> **Exercise directions**
The entries are to be written out again with no differences.

> **Entries shown**
==============================
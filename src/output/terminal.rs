//! Colored terminal summary

use std::path::Path;

use anyhow::Result;
use tabled::builder::Builder;
use tabled::settings::Style;
use termcolor::{Color, ColorSpec, WriteColor};

use crate::model::Table;
use crate::transform::Shape;

use super::{MatchView, SummaryFormatter};

/// Human-readable summary with shape lines and table previews
pub struct TerminalSummary {
    preview_rows: usize,
}

impl TerminalSummary {
    pub fn new(preview_rows: usize) -> Self {
        Self { preview_rows }
    }

    fn write_header(&self, view: &MatchView<'_>, writer: &mut dyn WriteColor) -> Result<()> {
        writeln!(writer, "━━━━━━━━━━━━━━━━━━━━━━━━━━━━━━━━━━━━━━━━━━━━━━━━━━━━━━━━━━━━━━━━")?;
        writeln!(
            writer,
            " datamatch: {} + {}",
            view.first_path.display(),
            view.second_path.display()
        )?;
        writeln!(writer, "━━━━━━━━━━━━━━━━━━━━━━━━━━━━━━━━━━━━━━━━━━━━━━━━━━━━━━━━━━━━━━━━")?;
        writeln!(writer)?;
        Ok(())
    }

    fn write_section(&self, title: &str, writer: &mut dyn WriteColor) -> Result<()> {
        writer.set_color(ColorSpec::new().set_bold(true))?;
        writeln!(writer, "{title}:")?;
        writer.reset()?;
        Ok(())
    }

    fn write_input(
        &self,
        path: &Path,
        raw: Shape,
        clean: &Table,
        deduped: bool,
        writer: &mut dyn WriteColor,
    ) -> Result<()> {
        writeln!(writer, "  {}: {}", path.display(), shape_line(raw))?;
        if deduped {
            writeln!(
                writer,
                "  after removing duplicates: {}",
                shape_line(Shape::of(clean))
            )?;
        }
        self.write_preview(clean, writer)?;
        Ok(())
    }

    fn write_preview(&self, table: &Table, writer: &mut dyn WriteColor) -> Result<()> {
        if self.preview_rows == 0 || table.row_count() == 0 {
            return Ok(());
        }
        let mut builder = Builder::default();
        builder.push_record(table.column_names());
        for row in table.head(self.preview_rows) {
            builder.push_record(row.cells.iter().map(|cell| cell.display().into_owned()));
        }
        let mut preview = builder.build();
        preview.with(Style::sharp());
        writeln!(writer, "{preview}")?;
        Ok(())
    }

    fn write_status(&self, view: &MatchView<'_>, writer: &mut dyn WriteColor) -> Result<()> {
        let report = &view.outcome.report;
        if report.has_matches() {
            writer.set_color(ColorSpec::new().set_fg(Some(Color::Green)))?;
            writeln!(
                writer,
                "Wrote {} ({} rows)",
                view.output_path.display(),
                report.matched.rows
            )?;
        } else {
            writer.set_color(ColorSpec::new().set_fg(Some(Color::Yellow)))?;
            writeln!(
                writer,
                "No rows matched; wrote header-only workbook to {}",
                view.output_path.display()
            )?;
        }
        writer.reset()?;
        Ok(())
    }
}

impl Default for TerminalSummary {
    fn default() -> Self {
        Self::new(5)
    }
}

impl SummaryFormatter for TerminalSummary {
    fn render(&self, view: &MatchView<'_>, writer: &mut dyn WriteColor) -> Result<()> {
        let report = &view.outcome.report;
        self.write_header(view, writer)?;

        self.write_section("Inputs", writer)?;
        self.write_input(
            view.first_path,
            report.first,
            &view.outcome.first_clean,
            report.remove_duplicates,
            writer,
        )?;
        self.write_input(
            view.second_path,
            report.second,
            &view.outcome.second_clean,
            report.remove_duplicates,
            writer,
        )?;
        writeln!(writer)?;

        self.write_section("Matched Result", writer)?;
        writeln!(
            writer,
            "  {} join on {} = {}",
            report.join_mode, report.first_key, report.second_key
        )?;
        writeln!(writer, "  {}", shape_line(report.matched))?;
        self.write_preview(&view.outcome.matched, writer)?;
        writeln!(writer)?;

        self.write_status(view, writer)
    }
}

fn shape_line(shape: Shape) -> String {
    format!("{} rows x {} columns", shape.rows, shape.columns)
}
==============================
> **Task result**
filename src/output/terminal.rs
//! Colored terminal summary

use std::path::Path;

use anyhow::Result;
use tabled::builder::Builder;
use tabled::settings::Style;
use termcolor::{Color, ColorSpec, WriteColor};

use crate::model::Table;
use crate::transform::Shape;

use super::{MatchView, SummaryFormatter};

/// Human-readable summary with shape lines and table previews
pub struct TerminalSummary {
    preview_rows: usize,
}

impl TerminalSummary {
    pub fn new(preview_rows: usize) -> Self {
        Self { preview_rows }
    }

    fn write_header(&self, view: &MatchView<'_>, writer: &mut dyn WriteColor) -> Result<()> {
        writeln!(writer, "━━━━━━━━━━━━━━━━━━━━━━━━━━━━━━━━━━━━━━━━━━━━━━━━━━━━━━━━━━━━━━━━")?;
        writeln!(
            writer,
            " datamatch: {} + {}",
            view.first_path.display(),
            view.second_path.display()
        )?;
        writeln!(writer, "━━━━━━━━━━━━━━━━━━━━━━━━━━━━━━━━━━━━━━━━━━━━━━━━━━━━━━━━━━━━━━━━")?;
        writeln!(writer)?;
        Ok(())
    }

    fn write_section(&self, title: &str, writer: &mut dyn WriteColor) -> Result<()> {
        writer.set_color(ColorSpec::new().set_bold(true))?;
        writeln!(writer, "{title}:")?;
        writer.reset()?;
        Ok(())
    }

    fn write_input(
        &self,
        path: &Path,
        raw: Shape,
        clean: &Table,
        deduped: bool,
        writer: &mut dyn WriteColor,
    ) -> Result<()> {
        writeln!(writer, "  {}: {}", path.display(), shape_line(raw))?;
        if deduped {
            writeln!(
                writer,
                "  after removing duplicates: {}",
                shape_line(Shape::of(clean))
            )?;
        }
        self.write_preview(clean, writer)?;
        Ok(())
    }

    fn write_preview(&self, table: &Table, writer: &mut dyn WriteColor) -> Result<()> {
        if self.preview_rows == 0 || table.row_count() == 0 {
            return Ok(());
        }
        let mut builder = Builder::default();
        builder.push_record(table.column_names());
        for row in table.head(self.preview_rows) {
            builder.push_record(row.cells.iter().map(|cell| cell.display().into_owned()));
        }
        let mut preview = builder.build();
        preview.with(Style::sharp());
        writeln!(writer, "{preview}")?;
        Ok(())
    }

    fn write_status(&self, view: &MatchView<'_>, writer: &mut dyn WriteColor) -> Result<()> {
        let report = &view.outcome.report;
        if report.has_matches() {
            writer.set_color(ColorSpec::new().set_fg(Some(Color::Green)))?;
            writeln!(
                writer,
                "Wrote {} ({} rows)",
                view.output_path.display(),
                report.matched.rows
            )?;
        } else {
            writer.set_color(ColorSpec::new().set_fg(Some(Color::Yellow)))?;
            writeln!(
                writer,
                "No rows matched; wrote header-only workbook to {}",
                view.output_path.display()
            )?;
        }
        writer.reset()?;
        Ok(())
    }
}

impl Default for TerminalSummary {
    fn default() -> Self {
        Self::new(5)
    }
}

impl SummaryFormatter for TerminalSummary {
    fn render(&self, view: &MatchView<'_>, writer: &mut dyn WriteColor) -> Result<()> {
        let report = &view.outcome.report;
        self.write_header(view, writer)?;

        self.write_section("Inputs", writer)?;
        self.write_input(
            view.first_path,
            report.first,
            &view.outcome.first_clean,
            report.remove_duplicates,
            writer,
        )?;
        self.write_input(
            view.second_path,
            report.second,
            &view.outcome.second_clean,
            report.remove_duplicates,
            writer,
        )?;
        writeln!(writer)?;

        self.write_section("Matched Result", writer)?;
        writeln!(
            writer,
            "  {} join on {} = {}",
            report.join_mode, report.first_key, report.second_key
        )?;
        writeln!(writer, "  {}", shape_line(report.matched))?;
        self.write_preview(&view.outcome.matched, writer)?;
        writeln!(writer)?;

        self.write_status(view, writer)
    }
}

fn shape_line(shape: Shape) -> String {
    format!("{} rows x {} columns", shape.rows, shape.columns)
}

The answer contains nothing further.